The barbeque is not medicinal, despite appearances
I threw a barbeque over Memorial Day weekend. It was the usual sort of thing: a garage sale, a grill, lots of seltzer and beer. People rolled through on their own time. Waves came & went until the wee hours.
The food was good as always. I know what I’m doing with the grill. I source good meat. Asparagus is full tilt right now. It is always my game to lose.
Last year’s barbeque had about 10 people at it. This one, still small by nickd standards, had about 30 over the course of the day, just chilling, slow conversation, softly dying in the sun. I expected this. I know how the day works.
What I was not expecting was the three separate incidents over the following week where three separate people told me that the barbeque was healing. Usually, I find that throwing a barbeque does the opposite of heal me, what with the meat and beer and sun exposure. But people are starved for human connection, and for many, a 30-person barbeque may be the sort of house party that they have come to miss.
Still I am hung up on the word healing. “I missed going to big barbecues” is a reasonable thing to say. “The barbeque healed me” is quite a bit bolder. What are we looking for in healing? Conscious, in-person gathering is one part of it. Growing as a person. Shedding the toxicity of the past. In this way, I suppose going to a barbeque after a year of not leaving the house is indeed healing.
But the word healing has also been diluted within an inch of its life. I personally view the process of healing as both necessary and painful. I have never had a good time healing my own psychological and spiritual wounds. Barbeques do not typically involve shadow work. Most people adjacent to healer communities – in yoga, say, or meditation – seem to have substitute the word “healing” for times when they mean “awesome.”

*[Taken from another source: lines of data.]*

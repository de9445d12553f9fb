//! Fixed-width tablature grid and its text form.

use super::fretboard::{FretPosition, STRING_COUNT, Tuning};
use std::fmt;

/// Columns in a tab grid.
pub const TAB_COLUMNS: usize = 200;

/// Symbol for a cell with no note.
pub const EMPTY_CELL: char = '-';

/// Cell symbol for a fret: the fret itself below 10, its last decimal digit
/// from 10 up.
///
/// # Example
/// ```
/// use fretscribe::transcribe::fret_symbol;
///
/// assert_eq!(fret_symbol(7), '7');
/// assert_eq!(fret_symbol(12), '2');
/// ```
pub fn fret_symbol(fret: usize) -> char {
    char::from(b'0' + (fret % 10) as u8)
}

/// Bounded grid of note cells, one row per string.
///
/// Columns are assigned by a note's ordinal among all notes of the run, so a
/// row has gaps where other strings sound. Ordinals at or past
/// [`TAB_COLUMNS`] are dropped and counted.
#[derive(Debug, Clone, PartialEq, Eq)]
pub struct TabGrid {
    labels: Vec<String>,
    rows: Vec<[char; TAB_COLUMNS]>,
    dropped: usize,
}

impl TabGrid {
    /// An all-empty grid for `tuning`.
    pub fn new(tuning: &Tuning) -> Self {
        Self {
            labels: tuning.labels().to_vec(),
            rows: vec![[EMPTY_CELL; TAB_COLUMNS]; STRING_COUNT],
            dropped: 0,
        }
    }

    /// Write the note with ordinal `ordinal` into its string's row.
    ///
    /// Returns `false` when the ordinal is outside the grid and the note was
    /// dropped. A second write to the same cell replaces the first.
    pub fn place(&mut self, ordinal: usize, position: &FretPosition) -> bool {
        if ordinal >= TAB_COLUMNS {
            self.dropped += 1;
            return false;
        }
        match self.rows.get_mut(position.string_index) {
            Some(row) => {
                row[ordinal] = fret_symbol(position.fret);
                true
            }
            None => {
                self.dropped += 1;
                false
            }
        }
    }

    /// Cell symbol at (`string_index`, `column`).
    pub fn cell(&self, string_index: usize, column: usize) -> Option<char> {
        self.rows.get(string_index)?.get(column).copied()
    }

    /// Cells of one string, lowest string at 0.
    pub fn row(&self, string_index: usize) -> Option<&[char]> {
        self.rows.get(string_index).map(|r| r.as_slice())
    }

    /// Notes that did not fit into the grid.
    pub fn dropped(&self) -> usize {
        self.dropped
    }

    /// Text form: highest string first, one line per string, each line
    /// `label|c-c-...-c|`, lines separated by `\n` with no trailing newline.
    pub fn render(&self) -> String {
        self.to_string()
    }
}

impl fmt::Display for TabGrid {
    fn fmt(&self, f: &mut fmt::Formatter<'_>) -> fmt::Result {
        for (line, (label, row)) in self.labels.iter().zip(&self.rows).rev().enumerate() {
            if line > 0 {
                writeln!(f)?;
            }
            write!(f, "{label}|")?;
            for (col, cell) in row.iter().enumerate() {
                if col > 0 {
                    write!(f, "-")?;
                }
                write!(f, "{cell}")?;
            }
            write!(f, "|")?;
        }
        Ok(())
    }
}

/// Lay mapped notes out on a fresh grid, in onset order.
pub fn notes_to_tab(positions: &[FretPosition], tuning: &Tuning) -> TabGrid {
    let mut grid = TabGrid::new(tuning);
    for (ordinal, position) in positions.iter().enumerate() {
        grid.place(ordinal, position);
    }
    if grid.dropped() > 0 {
        tracing::warn!(
            dropped = grid.dropped(),
            capacity = TAB_COLUMNS,
            "tab grid full, later notes left out"
        );
    }
    grid
}
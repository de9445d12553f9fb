//! Guitar recording to fretboard tablature.
//!
//! fretscribe decodes a recording, finds note onsets, takes the dominant pitch
//! class at each onset from an STFT chromagram, places every note on a
//! six-string fretboard and lays the result out as a fixed-width text tab.
//! The spectral routines follow [librosa](https://librosa.org/)'s defaults
//! for `chroma_stft` and `onset_detect`.
//!
//! # Quick Start
//!
//! ```rust
//! use fretscribe::io::{self, SampleBuffer};
//! use fretscribe::transcribe;
//!
//! // one second of G3
//! let buffer = SampleBuffer::new(io::tone(196.0, 22050, 1.0), 22050);
//!
//! let result = transcribe::transcribe(&buffer).unwrap();
//! let tab = result.tab_text();
//! assert_eq!(tab.lines().count(), 6);
//! assert!(tab.starts_with("E|"));
//! ```
//!
//! # Modules
//!
//! | Module | Description |
//! |--------|-------------|
//! | [`transcribe`] | Note estimation, fretboard mapping, tab grid, pipeline |
//! | [`io`] | Audio decoding, mono mixdown, resampling, WAV writing |
//! | [`config`] | TOML run configuration |
//! | [`export`] | `.txt` and paginated SVG output |
//! | [`feature`] | Mel and chroma filterbanks, STFT chromagram |
//! | [`onset`] | Onset strength and peak-picked onset detection |
//! | [`pitch`] | Parabolic peak tracking and tuning estimation |
//! | [`spectrum`] | STFT, power spectrogram, dB conversion |
//! | [`convert`] | Frequency and pitch-class conversions |
//! | [`utils`] | argmax, peak picking, length fixing, validation |
//! | [`window`] | Hann window |
//! | [`fft`] | Cached FFT plans |
//!
//! # Error Handling
//!
//! All fallible operations return [`Result<T>`], an alias for
//! `std::result::Result<T, Error>`.
//!
//! # Feature Flags
//!
//! | Flag | Description |
//! |------|-------------|
//! | `parallel` | Compute STFT frames with rayon |

#![forbid(unsafe_code)]

pub mod error;
pub use error::{Error, Result};

pub mod config;
pub mod convert;
pub mod export;
pub mod feature;
pub mod fft;
pub mod io;
pub mod onset;
pub mod pitch;
pub mod spectrum;
pub mod transcribe;
pub mod utils;
pub mod window;
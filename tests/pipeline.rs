use fretscribe::config::TranscriberConfig;
use fretscribe::io::{self, SampleBuffer};
use fretscribe::transcribe::{self, Transcriber, Tuning};

fn phrase(sr: u32) -> Vec<f32> {
    let hop = 2048;
    let mut y = vec![0.0f32; 4 * hop];
    let mut note = io::tone(196.0, sr, 0.5);
    let fade = note.len() / 4;
    let len = note.len();
    for (i, s) in note.iter_mut().enumerate().skip(len - fade) {
        *s *= (len - i) as f32 / fade as f32;
    }
    y.extend(note.iter().map(|s| 0.8 * s));
    y.extend(vec![0.0f32; 4 * hop]);
    y
}

#[test]
fn silence_transcribes_to_empty_tab() {
    let buffer = SampleBuffer::new(vec![0.0; 22050], 22050);
    let out = transcribe::transcribe(&buffer).unwrap();
    assert!(out.notes.is_empty());
    assert!(out.positions.is_empty());
    assert_eq!(out.tuning, Tuning::standard());

    let text = out.tab_text();
    assert_eq!(text.lines().count(), 6);
    assert!(text.lines().all(|l| l.chars().filter(|c| c.is_ascii_digit()).count() == 0));
}

#[test]
fn empty_buffer_is_not_an_error() {
    let out = transcribe::transcribe(&SampleBuffer::new(Vec::new(), 22050)).unwrap();
    assert!(out.notes.is_empty());
    assert_eq!(out.grid.dropped(), 0);
}

#[test]
fn positions_agree_with_notes_and_grid() {
    let buffer = SampleBuffer::new(phrase(22050), 22050);
    let out = transcribe::transcribe(&buffer).unwrap();
    assert!(!out.notes.is_empty());
    assert_eq!(out.notes.len(), out.positions.len());

    for (ordinal, (note, pos)) in out.notes.iter().zip(&out.positions).enumerate() {
        assert_eq!(pos.fret * 6 + pos.string_index, note.pitch_class);
        if ordinal < 200 {
            let expected = fretscribe::transcribe::fret_symbol(pos.fret);
            assert_eq!(out.grid.cell(pos.string_index, ordinal), Some(expected));
        }
    }
    assert!(out.notes.iter().any(|n| n.pitch_class == 7));
}

#[test]
fn wav_file_roundtrip() {
    let dir = tempfile::tempdir().unwrap();
    let path = dir.path().join("phrase.wav");
    io::save_wav(&path, &phrase(22050), 22050).unwrap();

    let transcriber = Transcriber::new(TranscriberConfig::default()).unwrap();
    let from_file = transcriber.transcribe_file(&path).unwrap();
    assert!(from_file.notes.iter().any(|n| n.pitch_class == 7));
    assert_eq!(from_file.tab_text().lines().count(), 6);
}

#[test]
fn wav_at_other_rate_is_resampled() {
    let dir = tempfile::tempdir().unwrap();
    let path = dir.path().join("phrase44.wav");
    io::save_wav(&path, &phrase(44100), 44100).unwrap();

    let buffer = io::load(&path, Some(22050)).unwrap();
    assert_eq!(buffer.sample_rate(), 22050);

    let transcriber = Transcriber::new(TranscriberConfig::default()).unwrap();
    let out = transcriber.transcribe_file(&path).unwrap();
    assert_eq!(out.tab_text().lines().count(), 6);
}

#[test]
fn configured_tuning_is_used() {
    let config = TranscriberConfig {
        tuning: Some("D A D G B E".parse().unwrap()),
        ..TranscriberConfig::default()
    };
    let transcriber = Transcriber::new(config).unwrap();
    let out = transcriber
        .transcribe(&SampleBuffer::new(phrase(22050), 22050))
        .unwrap();
    assert_eq!(out.tuning.label(0), Some("D"));
    let lowest: Vec<String> = out.grid.row(0).unwrap().iter().map(|c| c.to_string()).collect();
    assert!(out.tab_text().ends_with(&format!("D|{}|", lowest.join("-"))));
}

#[test]
fn missing_file_is_an_error() {
    let transcriber = Transcriber::new(TranscriberConfig::default()).unwrap();
    assert!(transcriber.transcribe_file("does/not/exist.wav").is_err());
}
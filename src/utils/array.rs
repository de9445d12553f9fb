/// Index of the largest value, first occurrence on ties.
///
/// NaN entries never win. Returns `None` for an empty input.
pub fn argmax<I>(values: I) -> Option<usize>
where
    I: IntoIterator<Item = f32>,
{
    let mut best: Option<(usize, f32)> = None;
    for (i, v) in values.into_iter().enumerate() {
        if v.is_nan() {
            continue;
        }
        if best.is_none_or(|(_, b)| v > b) {
            best = Some((i, v));
        }
    }
    best.map(|(i, _)| i)
}

/// Pad or trim an array to exactly the specified length.
/// Padding is added to the right, trimming is done from the right.
pub fn fix_length<T: Clone>(data: &[T], length: usize, fill_value: T) -> Vec<T> {
    if data.len() >= length {
        data[..length].to_vec()
    } else {
        let mut result = data.to_vec();
        result.resize(length, fill_value);
        result
    }
}

/// Pick peaks from a signal with threshold and spacing constraints.
///
/// A sample `x[n]` is a peak when all of the following hold:
/// - `x[n] == max(x[n - pre_max .. n + post_max])`
/// - `x[n] >= mean(x[n - pre_avg .. n + post_avg]) + delta`
/// - `n - previous_peak > wait`
///
/// Windows are half-open and clipped to the signal bounds. Zero-valued
/// samples are never reported.
pub fn peak_pick(
    x: &[f32],
    pre_max: usize,
    post_max: usize,
    pre_avg: usize,
    post_avg: usize,
    delta: f32,
    wait: usize,
) -> Vec<usize> {
    let mut peaks = Vec::new();
    let mut last_peak: Option<usize> = None;

    for i in 0..x.len() {
        if x[i] == 0.0 {
            continue;
        }

        let start_max = i.saturating_sub(pre_max);
        let end_max = (i + post_max).min(x.len()).max(i + 1);
        let window_max = x[start_max..end_max]
            .iter()
            .copied()
            .fold(f32::NEG_INFINITY, f32::max);
        if x[i] != window_max {
            continue;
        }

        let start_avg = i.saturating_sub(pre_avg);
        let end_avg = (i + post_avg).min(x.len()).max(i + 1);
        let window = &x[start_avg..end_avg];
        let avg = window.iter().sum::<f32>() / window.len() as f32;
        if x[i] < avg + delta {
            continue;
        }

        if let Some(last) = last_peak
            && i <= last + wait
        {
            continue;
        }

        peaks.push(i);
        last_peak = Some(i);
    }

    peaks
}
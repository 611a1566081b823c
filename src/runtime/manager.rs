use std::any::Any;
use std::fmt;
use std::panic::AssertUnwindSafe;
use std::sync::Arc;
use std::time::{Duration, Instant};

use futures::FutureExt;
use tokio_util::sync::CancellationToken;
use tracing::{Span, debug, error, info, instrument, warn};

use crate::audit::AuditTrail;
use crate::domain::{
    AuditAction, AuditEntry, Handler, Request, Response, RoutingResult, RoutingStage,
};
use crate::error::OrchestrationError;
use crate::registry::{HandlerRegistry, HealthSummary};
use crate::routing::{Discovered, HandlerDiscovery, IntelligentRouter, RouterDiscovery};
use crate::security::SecurityGate;
use crate::session::SessionStore;

pub const DEFAULT_DISCOVERY_TIMEOUT: Duration = Duration::from_secs(5);

/// Produces the handler used when discovery does not finish in time.
pub type FallbackSupplier = Arc<dyn Fn() -> Arc<dyn Handler> + Send + Sync>;

/// Stage of one request lifecycle, recorded on the request span.
#[derive(Debug, Clone, Copy, PartialEq, Eq)]
pub enum LifecycleStage {
    Received,
    Authenticating,
    Discovering,
    Authorizing,
    Dispatching,
    Completed,
    Failed,
}

impl LifecycleStage {
    pub fn as_str(self) -> &'static str {
        match self {
            Self::Received => "received",
            Self::Authenticating => "authenticating",
            Self::Discovering => "discovering",
            Self::Authorizing => "authorizing",
            Self::Dispatching => "dispatching",
            Self::Completed => "completed",
            Self::Failed => "failed",
        }
    }
}

fn enter(stage: LifecycleStage) {
    Span::current().record("stage", stage.as_str());
    debug!(stage = stage.as_str(), "Lifecycle stage");
}

fn panic_message(payload: &(dyn Any + Send)) -> String {
    payload
        .downcast_ref::<&str>()
        .map(|s| (*s).to_string())
        .or_else(|| payload.downcast_ref::<String>().cloned())
        .unwrap_or_else(|| "handler panicked".to_string())
}

/// Recorded on the request span when the fallback handler replaced discovery.
const TIMEOUT_FALLBACK: &str = "timeout fallback";

/// Handler picked for a request and the routing stage behind it.
///
/// `stage` is `None` when the fallback handler stood in for a timed-out
/// discovery.
struct Selection {
    handler: Arc<dyn Handler>,
    stage: Option<RoutingStage>,
}

impl Selection {
    fn audit(&self, entry: AuditEntry) -> AuditEntry {
        entry
            .with_handler(self.handler.id(), self.handler.domain())
            .with_routing_stage(self.stage)
    }
}

/// A terminal failure plus the selection involved, if one was made.
struct Failure {
    error: OrchestrationError,
    selection: Option<Selection>,
}

impl From<OrchestrationError> for Failure {
    fn from(error: OrchestrationError) -> Self {
        Self {
            error,
            selection: None,
        }
    }
}

/// Drives requests through authentication, discovery, authorization and
/// dispatch, and audits every outcome.
///
/// Cheap to clone; all state lives behind shared handles.
#[derive(Clone)]
pub struct OrchestrationManager {
    registry: HandlerRegistry,
    router: IntelligentRouter,
    discovery: Arc<dyn HandlerDiscovery>,
    gate: Arc<dyn SecurityGate>,
    sessions: SessionStore,
    audit: AuditTrail,
    fallback: FallbackSupplier,
    discovery_timeout: Duration,
}

impl fmt::Debug for OrchestrationManager {
    fn fmt(&self, f: &mut fmt::Formatter<'_>) -> fmt::Result {
        f.debug_struct("OrchestrationManager")
            .field("handlers_count", &self.registry.len())
            .field("sessions_count", &self.sessions.len())
            .field("audit_entries", &self.audit.len())
            .field("gate", &self.gate)
            .field("discovery_timeout", &self.discovery_timeout)
            .finish_non_exhaustive()
    }
}

impl OrchestrationManager {
    pub fn new(
        registry: HandlerRegistry,
        gate: Arc<dyn SecurityGate>,
        fallback: FallbackSupplier,
    ) -> Self {
        let router = IntelligentRouter::default();
        Self {
            registry,
            discovery: Arc::new(RouterDiscovery::new(router.clone())),
            router,
            gate,
            sessions: SessionStore::new(),
            audit: AuditTrail::new(),
            fallback,
            discovery_timeout: DEFAULT_DISCOVERY_TIMEOUT,
        }
    }

    /// Use `router` both for discovery and for [`route`](Self::route).
    #[must_use]
    pub fn with_router(mut self, router: IntelligentRouter) -> Self {
        self.discovery = Arc::new(RouterDiscovery::new(router.clone()));
        self.router = router;
        self
    }

    /// Replace the discovery collaborator only.
    #[must_use]
    pub fn with_discovery(mut self, discovery: Arc<dyn HandlerDiscovery>) -> Self {
        self.discovery = discovery;
        self
    }

    #[must_use]
    pub fn with_sessions(mut self, sessions: SessionStore) -> Self {
        self.sessions = sessions;
        self
    }

    #[must_use]
    pub fn with_audit(mut self, audit: AuditTrail) -> Self {
        self.audit = audit;
        self
    }

    #[must_use]
    pub fn with_discovery_timeout(mut self, timeout: Duration) -> Self {
        self.discovery_timeout = timeout;
        self
    }

    pub fn registry(&self) -> &HandlerRegistry {
        &self.registry
    }

    pub fn sessions(&self) -> &SessionStore {
        &self.sessions
    }

    pub fn audit(&self) -> &AuditTrail {
        &self.audit
    }

    pub fn discovery_timeout(&self) -> Duration {
        self.discovery_timeout
    }

    /// Run one request to a terminal response.
    ///
    /// Never fails: every error becomes a FAILURE response, and exactly one
    /// audit entry is recorded per call.
    #[instrument(
        skip_all,
        fields(
            request_id = %request.id(),
            request_type = %request.request_type(),
            session_id = request.session_id().unwrap_or("-"),
            user_id = tracing::field::Empty,
            handler = tracing::field::Empty,
            routing_stage = tracing::field::Empty,
            stage = LifecycleStage::Received.as_str(),
        )
    )]
    pub async fn process_request(&self, request: &Request) -> Response {
        let started = Instant::now();
        let user_id = self.gate.extract_user_id(request);
        Span::current().record("user_id", user_id.as_str());

        let validation = self.sessions.validate_context(request);
        if !validation.is_sufficient() {
            debug!(missing = ?validation.missing_inputs, "Request context incomplete");
        }

        match self.run_lifecycle(request).await {
            Ok((selection, response)) => self.complete(request, &user_id, &selection, response),
            Err(failure) => self.fail(&user_id, failure, started),
        }
    }

    async fn run_lifecycle(
        &self,
        request: &Request,
    ) -> Result<(Selection, Response), Failure> {
        enter(LifecycleStage::Authenticating);
        let security = request.security().ok_or_else(|| {
            OrchestrationError::Validation("Invalid request: missing security context".to_string())
        })?;
        if !self.gate.authenticate(security).await {
            return Err(OrchestrationError::Authentication.into());
        }

        enter(LifecycleStage::Discovering);
        let selection = self.discover(request).await?;
        let span = Span::current();
        span.record("handler", selection.handler.id());
        span.record(
            "routing_stage",
            selection.stage.map_or(TIMEOUT_FALLBACK, RoutingStage::reason),
        );

        enter(LifecycleStage::Authorizing);
        if !self.gate.authorize(request, selection.handler.as_ref()).await {
            return Err(Failure {
                error: OrchestrationError::Authorization {
                    handler: selection.handler.id().to_string(),
                },
                selection: Some(selection),
            });
        }

        enter(LifecycleStage::Dispatching);
        match self.dispatch(request, selection.handler.as_ref()).await {
            Ok(response) => Ok((selection, response)),
            Err(error) => Err(Failure {
                error,
                selection: Some(selection),
            }),
        }
    }

    /// Spawn discovery against a registry snapshot and join it with the
    /// configured timeout. On timeout the task is cancelled and aborted and the
    /// fallback handler is returned.
    async fn discover(&self, request: &Request) -> Result<Selection, OrchestrationError> {
        let snapshot = self.registry.list();
        let cancel = CancellationToken::new();

        let discovery = Arc::clone(&self.discovery);
        let task_request = request.clone();
        let task_cancel = cancel.clone();
        let mut task = tokio::spawn(async move {
            discovery
                .discover_best_handler(&task_request, &snapshot, task_cancel)
                .await
        });

        match tokio::time::timeout(self.discovery_timeout, &mut task).await {
            Ok(Ok(Some(Discovered { handler, stage }))) => {
                debug!(handler = handler.id(), routing_stage = %stage, "Discovery selected handler");
                Ok(Selection {
                    handler,
                    stage: Some(stage),
                })
            }
            Ok(Ok(None)) => Err(OrchestrationError::NoHandler),
            Ok(Err(e)) => Err(OrchestrationError::RegistryUnavailable(e.to_string())),
            Err(_) => {
                cancel.cancel();
                task.abort();
                let fallback = (self.fallback)();
                warn!(
                    error = %OrchestrationError::DiscoveryTimeout(self.discovery_timeout),
                    fallback = fallback.id(),
                    "Using fallback handler"
                );
                Ok(Selection {
                    handler: fallback,
                    stage: None,
                })
            }
        }
    }

    async fn dispatch(
        &self,
        request: &Request,
        handler: &dyn Handler,
    ) -> Result<Response, OrchestrationError> {
        let started = Instant::now();
        let outcome = AssertUnwindSafe(handler.process_request(request))
            .catch_unwind()
            .await;
        let elapsed = started.elapsed();

        let message = match outcome {
            Ok(Ok(response)) => return Ok(response.with_processing_time(elapsed)),
            Ok(Err(e)) => format!("{e:#}"),
            Err(payload) => panic_message(payload.as_ref()),
        };
        Err(OrchestrationError::HandlerProcessing {
            handler: handler.id().to_string(),
            message,
        })
    }

    fn complete(
        &self,
        request: &Request,
        user_id: &str,
        selection: &Selection,
        response: Response,
    ) -> Response {
        let handler = selection.handler.as_ref();
        if !response.is_success() {
            enter(LifecycleStage::Failed);
            warn!(
                handler = handler.id(),
                status = ?response.status(),
                error = response.error().unwrap_or(""),
                "Handler reported failure"
            );
            self.audit.record(
                selection
                    .audit(AuditEntry::new(user_id, AuditAction::RequestFailed, false))
                    .with_error(response.error().or(Some(response.output()))),
            );
            return response;
        }

        let response = match request.session_id() {
            Some(session_id) => {
                self.sessions.get_or_create(session_id);
                handler.update_context(session_id, response.output());
                self.sessions.enhance(&response, session_id, handler.domain())
            }
            None => response,
        };

        enter(LifecycleStage::Completed);
        info!(
            handler = handler.id(),
            confidence = response.confidence(),
            elapsed = ?response.processing_time(),
            "Request completed"
        );
        self.audit.record(selection.audit(AuditEntry::new(
            user_id,
            AuditAction::RequestProcessed,
            true,
        )));
        response
    }

    fn fail(&self, user_id: &str, failure: Failure, started: Instant) -> Response {
        enter(LifecycleStage::Failed);
        let message = failure.error.to_string();

        match &failure.error {
            OrchestrationError::Validation(_)
            | OrchestrationError::Authentication
            | OrchestrationError::Authorization { .. } => {
                warn!(error = %message, "Request rejected");
            }
            _ => error!(error = %message, "Request failed"),
        }

        let mut entry = AuditEntry::new(user_id, failure.error.audit_action(), false)
            .with_error(Some(&message));
        if let Some(selection) = &failure.selection {
            entry = selection.audit(entry);
        }
        self.audit.record(entry);

        Response::failure(message).with_processing_time(started.elapsed())
    }

    /// Remove a session and tell every registered handler to release its state.
    pub fn archive(&self, session_id: &str) -> bool {
        let existed = self.sessions.archive(session_id);
        for handler in self.registry.list() {
            handler.remove_context(session_id);
        }
        info!(session_id, existed, "Session archived");
        existed
    }

    /// Routing decision for `request` against the current registry, without
    /// dispatching.
    pub fn route(&self, request: &Request) -> RoutingResult {
        self.router.route(request, &self.registry.list()).result
    }

    pub fn health_summary(&self) -> HealthSummary {
        self.registry.health_summary()
    }
}
use serde::{Deserialize, Serialize};

/// JWT claims accepted by [`JwtSecurityGate`](super::JwtSecurityGate).
#[derive(Debug, Serialize, Deserialize, Clone)]
pub struct UserClaims {
    pub sub: String, // User ID (Subject)
    pub name: Option<String>,
    pub roles: Option<Vec<String>>,
    pub permissions: Option<Vec<String>>,
    pub exp: usize, // Expiration time (UNIX timestamp)
}

impl UserClaims {
    /// True when the token grants every item in `requested`.
    ///
    /// A claim list that is absent grants nothing.
    pub(crate) fn grants<'a>(
        granted: Option<&[String]>,
        mut requested: impl Iterator<Item = &'a String>,
    ) -> bool {
        let granted = granted.unwrap_or_default();
        requested.all(|item| granted.contains(item))
    }
}
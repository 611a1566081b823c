use crate::domain::handler::TechnicalDomain;
use crate::domain::routing::RoutingStage;
use chrono::{DateTime, Utc};
use serde::{Deserialize, Serialize};
use std::fmt;

#[derive(Debug, Clone, Copy, PartialEq, Eq, Hash, PartialOrd, Ord, Serialize, Deserialize)]
#[serde(rename_all = "SCREAMING_SNAKE_CASE")]
pub enum AuditAction {
    ValidationFailed,
    AuthenticationFailed,
    AuthorizationFailed,
    DiscoveryFailed,
    RequestProcessed,
    RequestFailed,
}

impl AuditAction {
    pub fn as_str(self) -> &'static str {
        match self {
            Self::ValidationFailed => "VALIDATION_FAILED",
            Self::AuthenticationFailed => "AUTHENTICATION_FAILED",
            Self::AuthorizationFailed => "AUTHORIZATION_FAILED",
            Self::DiscoveryFailed => "DISCOVERY_FAILED",
            Self::RequestProcessed => "REQUEST_PROCESSED",
            Self::RequestFailed => "REQUEST_FAILED",
        }
    }
}

impl fmt::Display for AuditAction {
    fn fmt(&self, f: &mut fmt::Formatter<'_>) -> fmt::Result {
        f.write_str(self.as_str())
    }
}

/// One append-only audit record.
#[derive(Debug, Clone, PartialEq, Eq, Serialize, Deserialize)]
pub struct AuditEntry {
    pub timestamp: DateTime<Utc>,
    pub user_id: String,
    pub handler_id: Option<String>,
    pub handler_domain: Option<TechnicalDomain>,
    /// Cascade stage that chose the handler; absent for the timeout fallback.
    #[serde(default)]
    pub routing_stage: Option<RoutingStage>,
    pub action: AuditAction,
    pub success: bool,
    pub error: Option<String>,
}

impl AuditEntry {
    pub fn new(user_id: impl Into<String>, action: AuditAction, success: bool) -> Self {
        Self {
            timestamp: Utc::now(),
            user_id: user_id.into(),
            handler_id: None,
            handler_domain: None,
            routing_stage: None,
            action,
            success,
            error: None,
        }
    }

    #[must_use]
    pub fn with_handler(mut self, id: impl Into<String>, domain: TechnicalDomain) -> Self {
        self.handler_id = Some(id.into());
        self.handler_domain = Some(domain);
        self
    }

    #[must_use]
    pub fn with_routing_stage(mut self, stage: Option<RoutingStage>) -> Self {
        self.routing_stage = stage;
        self
    }

    #[must_use]
    pub fn with_error(mut self, error: Option<&str>) -> Self {
        self.error = error.map(str::to_string);
        self
    }
}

There is also the very high probability that this barbeque would have just kind of sucked. Gathering is a Monte Carlo simulation. Most of the work is in preparation. You try to get the right people in the room. Then you can guide the conversation a bit, but mostly it’s out of your hands. And there is always, always the chance that nobody will turn up. I’m grateful that the barbeque was enjoyable, but that was all up to chance, and it worked out right this time.
I feel uncomfortable taking responsibility for any healing, even at something as simple as a barbeque. All of the healers that I know simply create containers for others to find their own healing, on their terms.
I’m not going to heal you. I’m going to create a structure of nourishment & community that is worth supporting, during a time when nobody feels particularly compelled to support anything. I’m going to keep making good food until the end of linear time, and I’ll occasionally serve it to you if you want me to serve it to you. I will sometimes ask you non-leading questions about your life, because I am a UX researcher and I physically can’t turn that part of my brain off. And then I will get out of your way.